= WORK ORDER =
Retype all of the lines below with no changes.

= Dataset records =
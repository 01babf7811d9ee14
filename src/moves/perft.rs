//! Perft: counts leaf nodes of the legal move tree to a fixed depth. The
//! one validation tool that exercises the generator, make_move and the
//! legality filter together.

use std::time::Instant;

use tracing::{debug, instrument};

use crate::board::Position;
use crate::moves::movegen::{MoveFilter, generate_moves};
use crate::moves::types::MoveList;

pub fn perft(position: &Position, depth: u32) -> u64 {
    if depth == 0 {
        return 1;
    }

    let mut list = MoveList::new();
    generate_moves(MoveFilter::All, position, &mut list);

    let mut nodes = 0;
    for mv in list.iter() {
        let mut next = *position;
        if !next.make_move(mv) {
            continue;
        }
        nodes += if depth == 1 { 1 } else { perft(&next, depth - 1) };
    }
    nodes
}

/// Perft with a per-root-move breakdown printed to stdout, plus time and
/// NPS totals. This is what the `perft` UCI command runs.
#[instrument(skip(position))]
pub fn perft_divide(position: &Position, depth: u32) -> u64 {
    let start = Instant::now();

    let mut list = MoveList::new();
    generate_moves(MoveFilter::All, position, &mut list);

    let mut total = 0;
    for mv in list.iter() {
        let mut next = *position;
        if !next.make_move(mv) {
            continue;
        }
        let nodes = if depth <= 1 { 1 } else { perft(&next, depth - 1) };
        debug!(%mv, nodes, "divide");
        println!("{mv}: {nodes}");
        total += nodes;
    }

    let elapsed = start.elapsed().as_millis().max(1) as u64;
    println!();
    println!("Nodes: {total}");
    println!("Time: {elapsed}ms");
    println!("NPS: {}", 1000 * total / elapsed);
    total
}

= RESPONSE FOR THIS EXERCISE =
repository 01babf7811d9ee14
filename src/moves/perft.rs
//! Perft: counts leaf nodes of the legal move tree to a fixed depth. The
//! one validation tool that exercises the generator, make_move and the
//! legality filter together.

use std::time::Instant;

use tracing::{debug, instrument};

use crate::board::Position;
use crate::moves::movegen::{MoveFilter, generate_moves};
use crate::moves::types::MoveList;

pub fn perft(position: &Position, depth: u32) -> u64 {
    if depth == 0 {
        return 1;
    }

    let mut list = MoveList::new();
    generate_moves(MoveFilter::All, position, &mut list);

    let mut nodes = 0;
    for mv in list.iter() {
        let mut next = *position;
        if !next.make_move(mv) {
            continue;
        }
        nodes += if depth == 1 { 1 } else { perft(&next, depth - 1) };
    }
    nodes
}

/// Perft with a per-root-move breakdown printed to stdout, plus time and
/// NPS totals. This is what the `perft` UCI command runs.
#[instrument(skip(position))]
pub fn perft_divide(position: &Position, depth: u32) -> u64 {
    let start = Instant::now();

    let mut list = MoveList::new();
    generate_moves(MoveFilter::All, position, &mut list);

    let mut total = 0;
    for mv in list.iter() {
        let mut next = *position;
        if !next.make_move(mv) {
            continue;
        }
        let nodes = if depth <= 1 { 1 } else { perft(&next, depth - 1) };
        debug!(%mv, nodes, "divide");
        println!("{mv}: {nodes}");
        total += nodes;
    }

    let elapsed = start.elapsed().as_millis().max(1) as u64;
    println!();
    println!("Nodes: {total}");
    println!("Time: {elapsed}ms");
    println!("NPS: {}", 1000 * total / elapsed);
    total
}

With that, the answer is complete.